The European Science Network is committed to two main purposes: (1) Increase the praise of God the Creator-Saviour through what humans study and know in His creation (Col 1:16): (2) Put scientific findings in the context of His Word so that what we know about His creation will not obfuscate our knowledge of Himself (2 Cor 10:5).

In order to achieve its purposes, the European Science Network is geared to serve two kinds of audiences: (1) Scientists and Christians interested in science will obtain the knowledge, language, and courage to do science and speak about science within the framework of a Bible-informed Christian understanding of the cosmos. (2) Christians of all backgrounds will be helped to understand and interact with scientific findings and claims in a way that is truly apologetic, integrating scientific facts into the Christian worldview in an affirmative, active way rather than only defensively and reactively. At the same time, the demarcation lines will be demonstrated between scientific facts and their interpretation by naturalistic vs. Christian worldviews. We do not shy away from sensitive subjects like the evolution debate and ethical implications, engaging in constructive, respectful discussions.



Alexander Fink is Director of the Institute for Faith and Science (Institut für Glaube und Wissenschaft) in Marburg, Germany ( He studied physics at the universities of Bayreuth and St. Andrews (UK) and received his PhD at the Institute for Biophysics at the University of Regensburg. After having worked as an industrial product manager, he became director of SMD graduates' ministry (Akademiker-SMD, the German branch of IFES) until 2014. His passion is the dialogue of science, faith, and worldviews. Hence he founded the Kepler-Forum in Regensburg, coorganising the annual Regensburger Symposium ( at the University of Regensburg. Since 2008 he has been a member of the ELF Steering Committee and has co-led the Scientists Network. Together with his wife, Alexander enjoys raising his two children.


Peter Imming received degrees in pharmacy and chemistry and a PhD and venia legendi in pharmaceutical chemistry from a German university. He has been involved in drug chemistry teaching and research in Germany, the UK, China, and other countries. Currently, he is head of the pharmaceutical chemistry department of a German university. His research focuses on the design and synthesis of new drug substances and on molecular mechanisms of drug action. He has a strong interest in the relation of science and Christian faith, frequently lecturing on related topics by invitation of universities, churches, and schools.



Ralf Bergmann received his degree in physics and a doctorate from German universities. He is or has been involved in topics such as solid-state physics, semiconductors, photovoltaics and optical technologies at several research institutions in Germany and Australia and has also worked in industrial research. Currently he is a professor at a German university and head of a research institute working on optical technologies and optoelectronics. Beyond his research, he is interested in defending the reasonability of Christian faith, especially all around the triangle of physics, philosophy, and theology and the relevance of Christian faith for modern western society.

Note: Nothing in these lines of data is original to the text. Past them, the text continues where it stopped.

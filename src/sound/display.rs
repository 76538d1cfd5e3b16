//! Waveform display and level statistics
//!
//! Terminal stand-in for a graphical waveform view: each channel is drawn as
//! a column plot of peak amplitudes, and peak/RMS levels are reported
//! relative to the full scale of the sample width.

use std::fmt::Write as _;

use serde::Serialize;

use crate::sound::buffer::Sound;
use crate::sound::sample::{Amplitude, Sample};

/// Peak and RMS level of one channel, normalized to 0.0..=1.0
#[derive(Debug, Clone, Copy, PartialEq, Default, Serialize)]
pub struct ChannelLevels {
    pub peak: f64,
    pub rms: f64,
}

impl ChannelLevels {
    /// RMS level in dBFS. Returns -inf for silence.
    pub fn rms_db(&self) -> f64 {
        if self.rms <= 0.0 {
            f64::NEG_INFINITY
        } else {
            20.0 * self.rms.log10()
        }
    }
}

/// Levels of both channels
#[derive(Debug, Clone, Copy, PartialEq, Default, Serialize)]
pub struct SoundLevels {
    pub left: ChannelLevels,
    pub right: ChannelLevels,
}

fn channel_levels<T: Amplitude>(values: impl Iterator<Item = T>) -> ChannelLevels {
    let full_scale = T::full_scale();
    let mut peak: f64 = 0.0;
    let mut sum_squares = 0.0;
    let mut count = 0usize;

    for value in values {
        let normalized = value.as_f64() / full_scale;
        peak = peak.max(normalized.abs());
        sum_squares += normalized * normalized;
        count += 1;
    }

    if count == 0 {
        return ChannelLevels::default();
    }

    ChannelLevels {
        // The most negative value normalizes slightly past 1.0
        peak: peak.min(1.0),
        rms: (sum_squares / count as f64).sqrt().min(1.0),
    }
}

/// Compute peak and RMS levels for both channels
pub fn levels<T: Amplitude>(sound: &Sound<T>) -> SoundLevels {
    SoundLevels {
        left: channel_levels(sound.iter().map(|s| s.left)),
        right: channel_levels(sound.iter().map(|s| s.right)),
    }
}

/// Per-column peak of one channel, normalized to 0.0..=1.0
fn column_peaks<T, F>(samples: &[Sample<T>], width: usize, channel: F) -> Vec<f64>
where
    T: Amplitude,
    F: Fn(&Sample<T>) -> T,
{
    let full_scale = T::full_scale();
    let len = samples.len();

    (0..width)
        .map(|col| {
            let start = col * len / width;
            let end = ((col + 1) * len / width).max(start + 1).min(len);
            samples[start..end]
                .iter()
                .map(|s| (channel(s).as_f64() / full_scale).abs())
                .fold(0.0_f64, f64::max)
                .min(1.0)
        })
        .collect()
}

fn render_channel(out: &mut String, label: &str, peaks: &[f64], height: usize) {
    let _ = writeln!(out, "{}", label);
    for row in (0..height).rev() {
        // Lit when the column peak exceeds this row's floor
        let threshold = row as f64 / height as f64;
        let line: String = peaks
            .iter()
            .map(|&p| if p > threshold { '#' } else { ' ' })
            .collect();
        let _ = writeln!(out, "|{}|", line);
    }
    let _ = writeln!(out, "+{}+", "-".repeat(peaks.len()));
}

/// Render both channels of a sound as an ASCII waveform
///
/// `width` is the number of columns (each covering an equal slice of the
/// sound) and `height` the number of rows per channel. Zero dimensions are
/// clamped to 1.
pub fn render_waveform<T: Amplitude>(sound: &Sound<T>, width: usize, height: usize) -> String {
    let mut out = String::new();

    if sound.is_empty() {
        out.push_str("(empty sound)\n");
        return out;
    }

    let width = width.clamp(1, sound.len());
    let height = height.max(1);
    let samples = sound.samples();

    render_channel(&mut out, "Left", &column_peaks(samples, width, |s| s.left), height);
    render_channel(&mut out, "Right", &column_peaks(samples, width, |s| s.right), height);

    let stats = levels(sound);
    let _ = writeln!(
        out,
        "{} samples @ {} Hz | L peak {:.3} rms {:.3} | R peak {:.3} rms {:.3}",
        sound.len(),
        sound.sample_rate(),
        stats.left.peak,
        stats.left.rms,
        stats.right.peak,
        stats.right.rms
    );

    out
}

Kay Carter is Director of Communications at Tyndale House, an academic institute for biblical understanding, where she supports researchers to speak about their work in a way that cuts through the academic/popular divide and captures the public imagination. Kay has a background in journalism, including as a staff member of The Sunday Times in London and as founding editor of The Difference magazine, which examined political issues through the lens of Christian ethics. She has a long-term interest in religious freedom and has worked as a lobbyist for organisations that represent persecuted Christians in the Middle East. Before joining Tyndale House, she ran the secretariat for the British All Party Parliamentary Group on International Freedom of Religion or Belief.


Przemyslaw Chmieleck is currently working in the IT industry as an enterprise server administrator and cloud engineer in Krakow and as a lecturer at the Higher Baptist Theological Seminary in Warsaw, where he teaches logic and epistemology. He also offers applied IT and science consulting through his company TechBrain ( He is trained in a few areas of knowledge: philosophy of science (PhD degree), IT programming (MSc Eng. degree), cognitive science (MA degree), penology (MA degree) and sociology. He has written more than 35 papers, including book translations, published in international scientific journals, mostly in English, and has spoken at more than 30 conferences in Europe and the USA. He is scientifically interested in (meta)scientific bases, epistemology, higher education, science and technology studies, brain- and neuro- studies regarding technological growth, machine learning and artificial intelligence. He is married to Ann, and they have three children: Kate, Thomas, Daniel.  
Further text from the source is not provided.